On a standard week for The Black Widow, I will go to wrestling training once or twice a week, and will go to the gym an additional three or four times a week on top of that. In my mind, doing some sort of physical activity at least five days a week will keep my body in decent shape, maintain the fitness I need for wrestling, while also giving my body enough time to rest and recover on my off days. And purely for context, I have maintained this workout schedule for around 8-10 years.

A friendly reminder: I hate the gym, but I go anyway.

Because of my hate-hate relationship with the gym, I have encountered many different people at different gym locations and have witnessed what I perceive to be good gym etiquette, and also bad gym etiquette.

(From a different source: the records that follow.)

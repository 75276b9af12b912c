//! Wait configuration types.
//!
//! Controls how long the engine polls the desktop after moving files.

use schemars::JsonSchema;
use serde::{Deserialize, Serialize};

use crate::core::constants::wait::{DEFAULT_POLL_INTERVAL_MS, DEFAULT_TIMEOUT_MS};

/// Polling limits used while the desktop catches up with its folder.
#[derive(Debug, Clone, PartialEq, Eq, Serialize, Deserialize, JsonSchema)]
#[serde(default, rename_all = "camelCase")]
pub struct WaitConfig {
    /// Milliseconds to wait before giving up with a timeout error.
    /// Set to 0 to wait forever.
    /// Default: 30000
    pub timeout_ms: u64,

    /// Milliseconds between two polls of the desktop item count.
    /// Default: 50
    pub poll_interval_ms: u64,
}

impl Default for WaitConfig {
    fn default() -> Self {
        Self {
            timeout_ms: DEFAULT_TIMEOUT_MS,
            poll_interval_ms: DEFAULT_POLL_INTERVAL_MS,
        }
    }
}

#[cfg(test)]
mod tests {
    use super::*;

    #[test]
    fn test_wait_config_defaults() {
        let config = WaitConfig::default();
        assert_eq!(config.timeout_ms, 30_000);
        assert_eq!(config.poll_interval_ms, 50);
    }

    #[test]
    fn test_wait_config_zero_timeout_is_unbounded() {
        let config: WaitConfig = serde_json::from_str(r#"{ "timeoutMs": 0 }"#).unwrap();
        assert_eq!(config.timeout_ms, 0);
        assert_eq!(config.poll_interval_ms, 50);
    }
}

Inspired by the insanely sweet Joey Swoll and his campaign to rid the world of bad gym etiquette, here are my do’s and don’t’s to guide you on your fitness journey.

Do’s
[x] Do clean up after yourself as you go. Even before the pandemic, I was always sure to wipe down the equipment I used because it’s the courteous and hygienic thing to do for the next person to use it. Your gym should be equipped with sanitary wipes, or spray bottles and paper towel, so be sure to use them. I personally clean my equipment before I use it and after I’m finished with it. If for whatever reason your gym has run out of cleaning products, or they just don’t stock these materials (RED FLAG), then use your towel; it’s better than nothing.
[x] Do ask if someone is using a piece of equipment before assuming it’s yours for the taking. If a person is hovering around a certain squat rack, there’s a chance they are using it or at least about to use it. Be polite and ask them if they’re using it just to mitigate any awkward conversations with your fellow gym goers that may follow.
[x] Do ask people in the background of your content videos if they’re okay being filmed. I know for me personally, I do not put effort into my presentation when I go to the gym, so I wouldn’t want to be featured in the background of someone’s content looking like a bush pig. Just a simple “Hey do you mind being in the background of my video?” will suffice. If they say no, just maneuver your camera around so they’re no longer in the background, or simply don’t record your workout. You don’t own the gym (unless it’s a personal gym and you do own it LOL) and you are not entitled to recording this content. Which leads me to the next point…
[x] Do follow the rules of your gym. If your gym doesn’t allow recording, then don’t record. But the one that grinds my gears are the men or enbys that walk around shirtless even though the gym has a rule against it. We get it; your torso looks great. Now put it back on and get back to your workout.
[x] Do unrack your weight machines or take back your equipment to where you found it once you’re done with it. This is a common courtesy that shouldn’t be said, but I see so many people just leave their stuff lying around or completely racked, and it makes you wonder the state of their homes.

Don’t
[x] Don’t be that person that shames others in your gym videos for clout or content. Really, just don’t shame others periodt. Have you not heard of Joey Swoll for crying out loud? Even worse are the people who do this intentionally for Joey Swoll’s attention, and then they use that overwhelmingly negative attention to try and boost their own social media presence or influence. Girl bye.
[x] Don’t annoy someone who clearly doesn’t want to be spoken to. I go to the gym to work out and go home. I am not there to socialise or make friendly conversation unless it’s “Are you using that?” I see other gym goers, especially women, innocently just trying to get their pump on with their hair up and headphones in, and then an asshat (typically male) will interrupt them to try and converse or flirt when they clearly don’t want to be interrupted. Read the room, guys.
[x] Don’t drop your weights. If you’re strong enough to pick them up in the first place, then you’re strong enough to place them down gently and carefully.
[x] Don’t hog equipment. I get the benefits of doing a superset, jumping between different sets of equipment, but remember you are not entitled to that piece of equipment in a public gym. If you see someone going to use something you’re not on but plan on using, you can either politely check with them if they’re okay to come back in five minutes, or you can just relinquish it to them because you don’t own it.
[x] Don’t be a dick. Simple, really. If you see someone using a piece of equipment incorrectly, or they have poor/incorrect form, don’t mock or ridicule them. Be polite and show them how they can better their technique. It’s not hard to be nice, folks.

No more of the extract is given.